It’s Time for Tea Pets, A Nearly Forgotten Joy

11 Feb

Image gallery for Tea Pets - FilmAffinity

Light Chaser Animation Studios

Spoiler Alert

Tea Pets was a movie I had to watch during the last days of Chinese New Year and it’s one that’s not as well known. The animation house earned its cred with White Snake and its sequel, and it’s odd they would sell the rights of this early effort to a less than ideal international distributor.

These little clay figures trace back to 13th Century China and are used during tea ceremonies. These figurines bring good luck to those who affectionately play with them during tea time. All it takes is to pour some tasty liquid over them and they’ll come to life. The unkilned porous clay transforms the colours into another pigmentation, and it’s amazing to watch.

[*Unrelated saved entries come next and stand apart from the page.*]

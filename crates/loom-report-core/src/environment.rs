// Copyright (c) 2025 Geoffrey Huntley <ghuntley@ghuntley.com>. All rights reserved.
// SPDX-License-Identifier: Proprietary

//! Environment dump attached to every report.

use std::fmt::Write as _;
use std::path::PathBuf;

shadow_rs::shadow!(build);

const SDK_VERSION: &str = env!("CARGO_PKG_VERSION");

/// OS, runtime and module details for the process that produced a report.
#[derive(Debug, Clone)]
pub struct EnvironmentInfo {
	pub os: String,
	pub os_version: Option<String>,
	pub arch: String,
	pub is_64_bit: bool,
	pub hostname: Option<String>,
	/// `rustc -V` of the toolchain the process was built with.
	pub rust_version: String,
	pub sdk_version: String,
	pub executable: Option<PathBuf>,
	pub modules: Vec<PathBuf>,
}

impl EnvironmentInfo {
	/// Gathers details about the running process. Anything that cannot be
	/// determined is left empty rather than failing.
	pub fn collect() -> Self {
		Self {
			os: std::env::consts::OS.to_string(),
			os_version: os_version(),
			arch: std::env::consts::ARCH.to_string(),
			is_64_bit: cfg!(target_pointer_width = "64"),
			hostname: hostname::get().ok().map(|h| h.to_string_lossy().into_owned()),
			rust_version: build::RUST_VERSION.trim().to_string(),
			sdk_version: SDK_VERSION.to_string(),
			executable: std::env::current_exe().ok(),
			modules: loaded_modules(),
		}
	}

	/// Renders the dump as readable text.
	pub fn render(&self) -> String {
		let mut s = String::new();
		let _ = writeln!(
			s,
			"OS: {} {}",
			self.os,
			self.os_version.as_deref().unwrap_or("(unknown version)")
		);
		let _ = writeln!(s, "Architecture: {}", self.arch);
		let _ = writeln!(s, "64 Bit: {}", if self.is_64_bit { "Y" } else { "N" });
		if let Some(host) = &self.hostname {
			let _ = writeln!(s, "Host: {host}");
		}
		let _ = writeln!(s, "Runtime Version: {}", self.rust_version);
		let _ = writeln!(s, "Report SDK Version: {}", self.sdk_version);
		if let Some(exe) = &self.executable {
			let _ = writeln!(s, "Executable: {}", exe.display());
		}
		s.push('\n');

		for module in &self.modules {
			let _ = writeln!(s, "Module: {}", module.display());
		}
		s
	}
}

#[cfg(target_os = "linux")]
fn os_version() -> Option<String> {
	let release = std::fs::read_to_string("/etc/os-release").ok()?;
	parse_os_release(&release)
}

#[cfg(not(target_os = "linux"))]
fn os_version() -> Option<String> {
	None
}

fn parse_os_release(content: &str) -> Option<String> {
	content
		.lines()
		.find_map(|line| line.strip_prefix("PRETTY_NAME="))
		.map(|v| v.trim_matches('"').to_string())
		.filter(|v| !v.is_empty())
}

/// Shared objects mapped into the process, deduplicated, in load order.
#[cfg(target_os = "linux")]
fn loaded_modules() -> Vec<PathBuf> {
	match std::fs::read_to_string("/proc/self/maps") {
		Ok(maps) => parse_maps(&maps),
		Err(_) => Vec::new(),
	}
}

#[cfg(not(target_os = "linux"))]
fn loaded_modules() -> Vec<PathBuf> {
	std::env::current_exe().ok().into_iter().collect()
}

#[cfg_attr(not(target_os = "linux"), allow(dead_code))]
fn parse_maps(maps: &str) -> Vec<PathBuf> {
	let mut modules: Vec<PathBuf> = Vec::new();
	for line in maps.lines() {
		// address perms offset dev inode pathname
		let Some(path) = line.split_whitespace().nth(5) else {
			continue;
		};
		if !path.starts_with('/') {
			continue;
		}
		let path = PathBuf::from(path);
		if !modules.contains(&path) {
			modules.push(path);
		}
	}
	modules
}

According to one online source, writer/director Gary Wang saw some for sale at in an antique store in Paris! It reminded him of home. Although I’ve never seen them at Murchie’s Tea & Coffee in Victoria, BC, or any Asian tea houses here in town, I had to wonder. I’d love to have a feline tea pet to keep me smiling on those grey days.

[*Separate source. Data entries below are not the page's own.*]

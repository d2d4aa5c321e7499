// Copyright (c) 2025 Geoffrey Huntley <ghuntley@ghuntley.com>. All rights reserved.
// SPDX-License-Identifier: Proprietary

//! Core building blocks for Loom error reports.
//!
//! This crate holds the pieces every transport and the orchestrator share:
//! the in-memory zip [`Archive`], the on-disk [`SpoolStore`] of undelivered
//! archives and the [`Transport`] contract.

pub mod archive;
pub mod environment;
pub mod error;
pub mod secret;
pub mod spool;
pub mod transport;

pub use archive::{begin_archive, Archive, ArchiveWriter, ENVIRONMENT_ENTRY, SCREENSHOT_ENTRY};
pub use environment::EnvironmentInfo;
pub use error::{ReportError, Result};
pub use secret::{SecretString, REDACTED};
pub use spool::{SpoolStore, SpooledItem, SPOOL_NAME_FORMAT};
pub use transport::{PendingArchive, Transport, TransportResult};
// Copyright (c) 2025 Geoffrey Huntley <ghuntley@ghuntley.com>. All rights reserved.
// SPDX-License-Identifier: Proprietary

//! Diagnostic text gathered from the application's open windows.

use std::sync::Arc;

use loom_report_core::ArchiveWriter;
use tracing::warn;

use crate::sender::{ArchiveHook, HookError};

/// Archive entry written by [`InfoGatherer`] when used as a hook.
pub const WINDOWS_ENTRY: &str = "windows.txt";

#[derive(Debug, Clone, Copy, PartialEq, Eq)]
pub enum WindowKind {
	Window,
	/// Hosts child windows; its children are listed right after it.
	Container,
	/// Listed under its container, never on its own.
	Child,
}

impl WindowKind {
	fn label(self) -> &'static str {
		match self {
			WindowKind::Window => "Window",
			WindowKind::Container => "Container",
			WindowKind::Child => "Child",
		}
	}
}

/// Implemented by windows that can describe themselves in a report.
pub trait InfoGathering {
	fn title(&self) -> String;

	fn kind(&self) -> WindowKind {
		WindowKind::Window
	}

	fn type_name(&self) -> &'static str {
		std::any::type_name::<Self>()
	}

	/// Extra state worth reporting. `Ok(None)` or blank text adds nothing.
	fn gather_info(&self) -> Result<Option<String>, HookError> {
		Ok(None)
	}

	fn children(&self) -> Vec<&dyn InfoGathering> {
		Vec::new()
	}
}

type WindowSource = dyn Fn() -> Vec<Arc<dyn InfoGathering + Send + Sync>> + Send + Sync;

/// Renders open windows, and as an [`ArchiveHook`] writes the rendering to
/// [`WINDOWS_ENTRY`].
pub struct InfoGatherer {
	windows: Box<WindowSource>,
}

impl InfoGatherer {
	/// `windows` lists the open windows in opening order, so the active one
	/// is last.
	pub fn new(
		windows: impl Fn() -> Vec<Arc<dyn InfoGathering + Send + Sync>> + Send + Sync + 'static,
	) -> Self {
		Self {
			windows: Box::new(windows),
		}
	}

	pub fn gather_open(&self) -> String {
		let windows = (self.windows)();
		let refs: Vec<&dyn InfoGathering> = windows
			.iter()
			.map(|w| w.as_ref() as &dyn InfoGathering)
			.collect();
		Self::gather(&refs)
	}

	/// One line per window, active window first. Multi-line info follows
	/// its window indented by four spaces.
	pub fn gather(windows: &[&dyn InfoGathering]) -> String {
		let mut out = String::new();
		for window in windows.iter().rev() {
			if window.kind() == WindowKind::Child {
				continue;
			}
			render_window(&mut out, *window);
			if window.kind() == WindowKind::Container {
				for child in window.children() {
					render_window(&mut out, child);
				}
			}
		}
		out.trim_end_matches(['\r', '\n']).to_string()
	}
}

impl ArchiveHook for InfoGatherer {
	fn add_files(&self, writer: &mut ArchiveWriter) -> Result<(), HookError> {
		writer.add_string(WINDOWS_ENTRY, &self.gather_open());
		Ok(())
	}
}

fn render_window(out: &mut String, window: &dyn InfoGathering) {
	out.push_str(&format!(
		"{} [{}] '{}'",
		window.kind().label(),
		window.type_name(),
		window.title()
	));

	let info = match window.gather_info() {
		Ok(info) => info,
		Err(e) => {
			warn!(window = %window.title(), error = %e, "window failed to gather info");
			Some(format!("Exception: {e}"))
		}
	};

	if let Some(info) = info.filter(|i| !i.trim().is_empty()) {
		if info.contains('\n') {
			out.push('\n');
			out.push_str("    ");
			out.push_str(&info.replace('\n', "\n    "));
		} else {
			out.push_str(" - ");
			out.push_str(&info);
		}
	}
	out.push('\n');
}

#[cfg(test)]
mod tests {
	use super::*;

	struct Editor {
		title: &'static str,
		info: Result<Option<&'static str>, &'static str>,
	}

	impl InfoGathering for Editor {
		fn title(&self) -> String {
			self.title.to_string()
		}

		fn type_name(&self) -> &'static str {
			"app::Editor"
		}

		fn gather_info(&self) -> Result<Option<String>, HookError> {
			match self.info {
				Ok(info) => Ok(info.map(str::to_string)),
				Err(message) => Err(message.into()),
			}
		}
	}

	struct Workspace {
		documents: Vec<Editor>,
	}

	impl InfoGathering for Workspace {
		fn title(&self) -> String {
			"Workspace".into()
		}

		fn kind(&self) -> WindowKind {
			WindowKind::Container
		}

		fn type_name(&self) -> &'static str {
			"app::Workspace"
		}

		fn children(&self) -> Vec<&dyn InfoGathering> {
			self.documents.iter().map(|d| d as &dyn InfoGathering).collect()
		}
	}

	struct Orphan;

	impl InfoGathering for Orphan {
		fn title(&self) -> String {
			"orphan".into()
		}

		fn kind(&self) -> WindowKind {
			WindowKind::Child
		}
	}

	fn editor(title: &'static str, info: Result<Option<&'static str>, &'static str>) -> Editor {
		Editor { title, info }
	}

	#[test]
	fn active_window_first_with_inline_info() {
		let first = editor("Settings", Ok(None));
		let active = editor("Report", Ok(Some("3 rows selected")));

		let text = InfoGatherer::gather(&[&first, &active]);
		assert_eq!(
			text,
			"Window [app::Editor] 'Report' - 3 rows selected\nWindow [app::Editor] 'Settings'"
		);
	}

	#[test]
	fn multi_line_info_is_indented() {
		let window = editor("Report", Ok(Some("row 1\r\nrow 2\nrow 3")));

		let text = InfoGatherer::gather(&[&window]);
		assert_eq!(
			text,
			"Window [app::Editor] 'Report'\n    row 1\r\n    row 2\n    row 3"
		);
	}

	#[test]
	fn failing_window_reports_exception() {
		let window = editor("Broken", Err("grid disposed"));
		let text = InfoGatherer::gather(&[&window]);
		assert_eq!(text, "Window [app::Editor] 'Broken' - Exception: grid disposed");
	}

	#[test]
	fn container_lists_children_and_skips_loose_children() {
		let workspace = Workspace {
			documents: vec![editor("a.txt", Ok(Some("dirty"))), editor("b.txt", Ok(None))],
		};

		let text = InfoGatherer::gather(&[&workspace, &Orphan]);
		assert_eq!(
			text,
			"Container [app::Workspace] 'Workspace'\n\
			 Window [app::Editor] 'a.txt' - dirty\n\
			 Window [app::Editor] 'b.txt'"
		);
	}

	#[test]
	fn hook_writes_windows_entry() {
		let gatherer = InfoGatherer::new(|| {
			vec![Arc::new(editor("Main", Ok(Some("idle")))) as Arc<dyn InfoGathering + Send + Sync>]
		});

		let mut writer = loom_report_core::begin_archive();
		gatherer.add_files(&mut writer).unwrap();
		let archive = writer.finish().unwrap();

		let text = archive.read_entry(WINDOWS_ENTRY).unwrap().unwrap();
		assert_eq!(text, b"Window [app::Editor] 'Main' - idle");
	}
}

Whether this filmmaker bought any, it’s not known. He took this discovery as a sign, and wrote a story about two unlikely individuals, a chef who knows kung fu and a robot, searching for a place to belong. For Ah Tang (Lei Shi, or Nathan in the dub), he’s a one of a kind creation who lost his special “other.” Nobody else knows where she went, and thus, additional simulacrums of him can’t be replicated and sold. His friends–a frog, elephant, buddha, twins and a deer (to name a few)–have been duplicated and exist nearly “everywhere.” Thankfully, they aren’t psychically linked.

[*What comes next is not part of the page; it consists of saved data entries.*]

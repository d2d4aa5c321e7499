// Copyright (c) 2025 Geoffrey Huntley <ghuntley@ghuntley.com>. All rights reserved.
// SPDX-License-Identifier: Proprietary

//! Log file writer section.

use std::path::PathBuf;

use serde::{Deserialize, Serialize};

use crate::error::ConfigError;

#[derive(Debug, Clone, Default, Serialize, Deserialize, PartialEq)]
pub struct LogConfigLayer {
	pub file: Option<PathBuf>,
	pub daily_folder: Option<PathBuf>,
	pub max_size_bytes: Option<u64>,
	pub instance: Option<String>,
	pub utc: Option<bool>,
	pub auto_flush: Option<bool>,
	pub lock_name: Option<String>,
}

impl LogConfigLayer {
	pub fn merge(&mut self, other: Self) {
		if other.file.is_some() {
			self.file = other.file;
		}
		if other.daily_folder.is_some() {
			self.daily_folder = other.daily_folder;
		}
		if other.max_size_bytes.is_some() {
			self.max_size_bytes = other.max_size_bytes;
		}
		if other.instance.is_some() {
			self.instance = other.instance;
		}
		if other.utc.is_some() {
			self.utc = other.utc;
		}
		if other.auto_flush.is_some() {
			self.auto_flush = other.auto_flush;
		}
		if other.lock_name.is_some() {
			self.lock_name = other.lock_name;
		}
	}

	pub fn finalize(self) -> Result<LogConfig, ConfigError> {
		if self.file.is_some() && self.daily_folder.is_some() {
			return Err(ConfigError::Validation(
				"log.file and log.daily_folder are mutually exclusive".into(),
			));
		}
		if self.max_size_bytes.is_some() && self.file.is_none() {
			return Err(ConfigError::Validation(
				"log.max_size_bytes only applies to log.file".into(),
			));
		}

		Ok(LogConfig {
			file: self.file,
			daily_folder: self.daily_folder,
			max_size_bytes: self.max_size_bytes,
			instance: self.instance.filter(|i| !i.is_empty()),
			utc: self.utc.unwrap_or(false),
			auto_flush: self.auto_flush.unwrap_or(true),
			lock_name: self.lock_name.filter(|n| !n.is_empty()),
		})
	}
}

/// Optional plain-text log kept next to the application and bundled into
/// reports. Neither `file` nor `daily_folder` set means no log file.
#[derive(Debug, Clone, PartialEq, Default)]
pub struct LogConfig {
	pub file: Option<PathBuf>,
	pub daily_folder: Option<PathBuf>,
	pub max_size_bytes: Option<u64>,
	pub instance: Option<String>,
	pub utc: bool,
	pub auto_flush: bool,
	pub lock_name: Option<String>,
}
// Copyright (c) 2025 Geoffrey Huntley <ghuntley@ghuntley.com>. All rights reserved.
// SPDX-License-Identifier: Proprietary

//! Process-wide `tracing` setup for applications embedding the SDK.

use std::sync::Arc;

use loom_report_config::{LogConfig, ReportConfig};
use tracing_subscriber::layer::SubscriberExt;
use tracing_subscriber::util::SubscriberInitExt;
use tracing_subscriber::EnvFilter;

use crate::error::{Result, SdkError};
use crate::listener::{ListenerId, ListenerLayer, ListenerRegistry};
use crate::logfile::LogFile;

/// What [`init`] wired up.
pub struct LoggingHandle {
	registry: Arc<ListenerRegistry>,
	log_file: Option<AttachedLogFile>,
}

pub struct AttachedLogFile {
	pub id: ListenerId,
	pub file: Arc<LogFile>,
}

impl LoggingHandle {
	pub fn registry(&self) -> &Arc<ListenerRegistry> {
		&self.registry
	}

	pub fn log_file(&self) -> Option<&AttachedLogFile> {
		self.log_file.as_ref()
	}
}

/// Installs the global subscriber: an `EnvFilter` (`RUST_LOG` wins over the
/// configured level), a stderr `fmt` layer and a [`ListenerLayer`] over
/// [`ListenerRegistry::global`]. The configured log file, if any, is
/// attached as the first listener.
pub fn init(config: &ReportConfig) -> Result<LoggingHandle> {
	let registry = ListenerRegistry::global();
	let json = config.logging.json;

	tracing_subscriber::registry()
		.with(
			EnvFilter::try_from_default_env()
				.unwrap_or_else(|_| EnvFilter::new(&config.logging.level)),
		)
		.with(json.then(|| tracing_subscriber::fmt::layer().json().with_writer(std::io::stderr)))
		.with((!json).then(|| tracing_subscriber::fmt::layer().with_writer(std::io::stderr)))
		.with(ListenerLayer::new(Arc::clone(&registry)))
		.try_init()
		.map_err(|e| SdkError::Logging(e.to_string()))?;

	let log_file = attach_log_file(&registry, &config.log)?;
	tracing::debug!(
		log_file = ?log_file.as_ref().map(|f| f.file.path().display().to_string()),
		"logging initialised"
	);

	Ok(LoggingHandle { registry, log_file })
}

/// Opens the configured log file and attaches it to `registry`.
pub fn attach_log_file(
	registry: &ListenerRegistry,
	config: &LogConfig,
) -> Result<Option<AttachedLogFile>> {
	let Some(file) = LogFile::from_config(config)? else {
		return Ok(None);
	};
	let file = Arc::new(file);
	let id = registry.attach(Arc::clone(&file));
	Ok(Some(AttachedLogFile { id, file }))
}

The group this movie introduces help with the accounting of the tea shop. When this ‘bot drops in on their lives, it’s confused about what purpose it serves, but for Ah, he decides to help since he understands the machine’s lost sense of identity. Their pairing is no different than Woody and Buzz Lightyear in Toy Story, and the similarities don’t end there.

Toys & Pets (2017) - IMDb

This movie’s been renamed Toys and Pets for International audiences and the translation isn’t the best. Instead of calling the sculptor sifu or master, he’s a toymaker. The home they live in is called a toy shop when the visuals clearly show the operation sells teas. These figures sit on top of a wet table, and when they are demonstrated, it’s cool to see how the CGI shines. The tale suggests these decorations acquire the tea’s scents and, in return, provide a nice smelling space to meditate by. 

Ah Tang and Time Bot, however, aren’t at peace. They leave the safety of home so one can help the other find home. Along the way, they meet a tyrannical rat named Flash. The two have to fight for freedom. A theme introduced is suggestive of Wang’s opinion on how he dislikes how Mainland China governs its citizens. These two free the other beings this rodent captured, and find another figurine to which Tang realises is his significant other. She was “kidnapped,” and instead of explaining everything that needs to be covered, the film rushes to a finale.

Tea Pets is rather heavy for a kid’s movie. The cultural nuances get erased in the translated/dubbed version, and a lot of detail is perhaps dropped. A proper release (on Blu-ray or DVD) is needed, or if it can be found at a video rental shop in Chinatown, watching this film as it was originally written can be appreciated proper!